Task instructions: Filter the listing below, please, and copy only the lines with the word "bool".

Material provided:
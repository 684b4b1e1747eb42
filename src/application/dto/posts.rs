use crate::domain::post::{Post, Tag};
use chrono::{DateTime, Utc};
use serde::{Deserialize, Serialize};

#[derive(Debug, Clone, Serialize, Deserialize)]
pub struct TagDto {
    pub id: i64,
    pub title: String,
}

impl From<Tag> for TagDto {
    fn from(tag: Tag) -> Self {
        Self {
            id: tag.id,
            title: tag.title,
        }
    }
}

#[derive(Debug, Clone, Serialize, Deserialize)]
pub struct PostDto {
    pub id: i64,
    pub title: String,
    pub slug: String,
    pub content: String,
    pub status: String,
    pub active: bool,
    pub author_id: i64,
    pub category_id: Option<i64>,
    pub tags: Vec<TagDto>,
    pub created_at: DateTime<Utc>,
    pub updated_at: DateTime<Utc>,
}

impl From<Post> for PostDto {
    fn from(post: Post) -> Self {
        Self {
            id: post.id.into(),
            title: post.title.into_inner(),
            slug: post.slug.into_inner(),
            content: post.content.into_inner(),
            status: post.status.as_str().to_string(),
            active: post.active,
            author_id: post.author_id.into(),
            category_id: post.category_id.map(Into::into),
            tags: post.tags.into_iter().map(Into::into).collect(),
            created_at: post.created_at,
            updated_at: post.updated_at,
        }
    }
}
// tests/support/mocks/comment_repo.rs
use async_trait::async_trait;
use std::sync::Mutex;
use std::sync::atomic::{AtomicI64, Ordering};

use kiji_core::domain::comment::{
    Comment, CommentId, CommentReadRepository, CommentUpdate, CommentWriteRepository, NewComment,
};
use kiji_core::domain::errors::{DomainError, DomainResult};
use kiji_core::domain::post::PostId;
use kiji_core::domain::slug::{Slug, SlugProbe};

#[derive(Default)]
pub struct InMemoryCommentRepository {
    comments: Mutex<Vec<Comment>>,
    next_id: AtomicI64,
}

impl InMemoryCommentRepository {
    pub fn new() -> Self {
        Self {
            comments: Mutex::new(vec![]),
            next_id: AtomicI64::new(1),
        }
    }

    pub fn all(&self) -> Vec<Comment> {
        self.comments.lock().expect("mutex poisoned").clone()
    }
}

#[async_trait]
impl CommentWriteRepository for InMemoryCommentRepository {
    async fn insert(&self, comment: NewComment) -> DomainResult<Comment> {
        let mut comments = self.comments.lock().expect("mutex poisoned");
        if comments
            .iter()
            .any(|c| c.slug.as_str() == comment.slug.as_str())
        {
            return Err(DomainError::SlugConflict(
                "comment slug already exists".into(),
            ));
        }
        let id = CommentId::new(self.next_id.fetch_add(1, Ordering::SeqCst))?;
        let stored = Comment {
            id,
            post_id: comment.post_id,
            title: comment.title,
            slug: comment.slug,
            content: comment.content,
            author_id: comment.author_id,
            active: comment.active,
            created_at: comment.created_at,
            updated_at: comment.updated_at,
        };
        comments.push(stored.clone());
        Ok(stored)
    }

    async fn update(&self, update: CommentUpdate) -> DomainResult<Comment> {
        let mut comments = self.comments.lock().expect("mutex poisoned");
        let comment = comments
            .iter_mut()
            .find(|c| c.id == update.id)
            .ok_or_else(|| DomainError::NotFound("comment not found".into()))?;
        if let Some(title) = update.title {
            comment.title = title;
        }
        if let Some(slug) = update.slug {
            comment.slug = slug;
        }
        if let Some(content) = update.content {
            comment.content = content;
        }
        if let Some(active) = update.active {
            comment.active = active;
        }
        comment.updated_at = update.updated_at;
        Ok(comment.clone())
    }

    async fn delete(&self, id: CommentId) -> DomainResult<()> {
        let mut comments = self.comments.lock().expect("mutex poisoned");
        let before = comments.len();
        comments.retain(|c| c.id != id);
        if comments.len() == before {
            return Err(DomainError::NotFound("comment not found".into()));
        }
        Ok(())
    }
}

#[async_trait]
impl SlugProbe for InMemoryCommentRepository {
    async fn slug_exists(&self, candidate: &Slug, exclude: Option<i64>) -> DomainResult<bool> {
        let comments = self.comments.lock().expect("mutex poisoned");
        Ok(comments.iter().any(|c| {
            c.slug.as_str() == candidate.as_str() && exclude != Some(i64::from(c.id))
        }))
    }
}

#[async_trait]
impl CommentReadRepository for InMemoryCommentRepository {
    async fn find_by_id(&self, id: CommentId) -> DomainResult<Option<Comment>> {
        let comments = self.comments.lock().expect("mutex poisoned");
        Ok(comments.iter().find(|c| c.id == id).cloned())
    }

    async fn find_by_slug(&self, slug: &Slug) -> DomainResult<Option<Comment>> {
        let comments = self.comments.lock().expect("mutex poisoned");
        Ok(comments
            .iter()
            .find(|c| c.slug.as_str() == slug.as_str())
            .cloned())
    }

    async fn list_by_post(&self, post_id: PostId) -> DomainResult<Vec<Comment>> {
        let comments = self.comments.lock().expect("mutex poisoned");
        let mut visible: Vec<Comment> = comments
            .iter()
            .filter(|c| c.post_id == post_id && c.active)
            .cloned()
            .collect();
        visible.sort_by(|a, b| {
            b.created_at
                .cmp(&a.created_at)
                .then(i64::from(b.id).cmp(&i64::from(a.id)))
        });
        Ok(visible)
    }
}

Written answer:
    pub active: bool,
    async fn slug_exists(&self, candidate: &Slug, exclude: Option<i64>) -> DomainResult<bool> {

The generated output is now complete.